Егорин ловким привычным движением ухватился за подоконник и бесшумно прыгнул в комнату.
— Темень у вас тут, как бы не наткнуться на что!
— А вот, погоди, окошко запру — огонь вздую, — отозвался Голубок, задвигая вновь ставень. Егорин чиркнул спичкой.
— На вот, засвети лампу.
Голубок протянул Егорину маленькую жестяную лампочку с закоптелым стеклом. По обстановке комнаты можно было понять, что здесь пивная.

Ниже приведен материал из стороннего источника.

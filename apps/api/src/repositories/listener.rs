//! Listener account storage

use async_trait::async_trait;
use sqlx::PgPool;
use uuid::Uuid;

use super::utils::{map_unique_violation, LISTENER_COLUMNS};
use crate::error::ApiResult;
use crate::models::{Listener, NewListener};

/// Listener account persistence
#[async_trait]
pub trait ListenerStore: Send + Sync {
    /// Insert a new listener; `Conflict` when the email is taken
    async fn create(&self, listener: &NewListener) -> ApiResult<Listener>;

    /// Find a listener by (already lower-cased) email
    async fn find_by_email(&self, email: &str) -> ApiResult<Option<Listener>>;

    async fn find_by_id(&self, id: Uuid) -> ApiResult<Option<Listener>>;
}

/// Postgres-backed listener store
#[derive(Clone)]
pub struct PgListenerStore {
    pool: PgPool,
}

impl PgListenerStore {
    pub fn new(pool: PgPool) -> Self {
        Self { pool }
    }
}

#[async_trait]
impl ListenerStore for PgListenerStore {
    async fn create(&self, listener: &NewListener) -> ApiResult<Listener> {
        let query = format!(
            r#"
            INSERT INTO listeners (email, password_hash, display_name, role)
            VALUES ($1, $2, $3, $4)
            RETURNING {LISTENER_COLUMNS}
            "#
        );

        sqlx::query_as::<_, Listener>(&query)
            .bind(&listener.email)
            .bind(&listener.password_hash)
            .bind(&listener.display_name)
            .bind(listener.role)
            .fetch_one(&self.pool)
            .await
            .map_err(|e| map_unique_violation(e, "listener", &listener.email))
    }

    async fn find_by_email(&self, email: &str) -> ApiResult<Option<Listener>> {
        let query = format!("SELECT {LISTENER_COLUMNS} FROM listeners WHERE email = $1");

        Ok(sqlx::query_as::<_, Listener>(&query)
            .bind(email)
            .fetch_optional(&self.pool)
            .await?)
    }

    async fn find_by_id(&self, id: Uuid) -> ApiResult<Option<Listener>> {
        let query = format!("SELECT {LISTENER_COLUMNS} FROM listeners WHERE id = $1");

        Ok(sqlx::query_as::<_, Listener>(&query)
            .bind(id)
            .fetch_optional(&self.pool)
            .await?)
    }
}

Стояло несколько грязных столиков. Виднелись корзины из-под пива. Над стойкой в переднем углу был прибит весь загаженный мухами, ярко размалеванный, заводской плакат. Около стойки на полу храпела какая-то темная фигура. В воздухе пахло кислым запахом пролитого пива, махоркой, прелой одеждой.
— Аль дело тебе есть до Залетного? — позевывая и почесывая спину, спросил Голубок, когда лампа была зажжена.
— Нет, с визитом, — сердито ответил Егорин, — давай веди скорее. Иди вперед с лампой: тут у вас черт ногу сломает!
Через дверь за буфетной стойкой они вышли в маленький коридорчик, весь заставленный пивными корзинами. В конце коридора была узенькая дверца, сколоченная из досок и оклеенная оборванными обоями.
— Тут он дрыхнет, чай. Эй, Залетный, вставай! — И хозяин забарабанил в дверь.
Кто там, — послышался недовольный женский голос.
— Что он с бабой, что ли? — спросил Егорин.
— С «марухой» (содержанкой) своей прохлаждается. Буди его, Любка!
— Пьяны они дюже, не добудишься, никак растолкать не могу.
— Да ты отвори нам, дура, — выругался Голубок, дергая дверь.
Молодая простоволосая женщина в одной ночной рубашке и нижней юбке отворила дверь и стояла, щурив глаза от лампы. Егорин быстро подошел к кровати на которой лежал маленький сухощавый человек. Он был безнадежно пьян. Ноги его, одетые в неопределенного цвета брюки и порыжелые штиблеты, бессильно свешивались с кровати.
— Эй, ты спишь, Залетный, вставай! — потряс спящего за плечи Егорин.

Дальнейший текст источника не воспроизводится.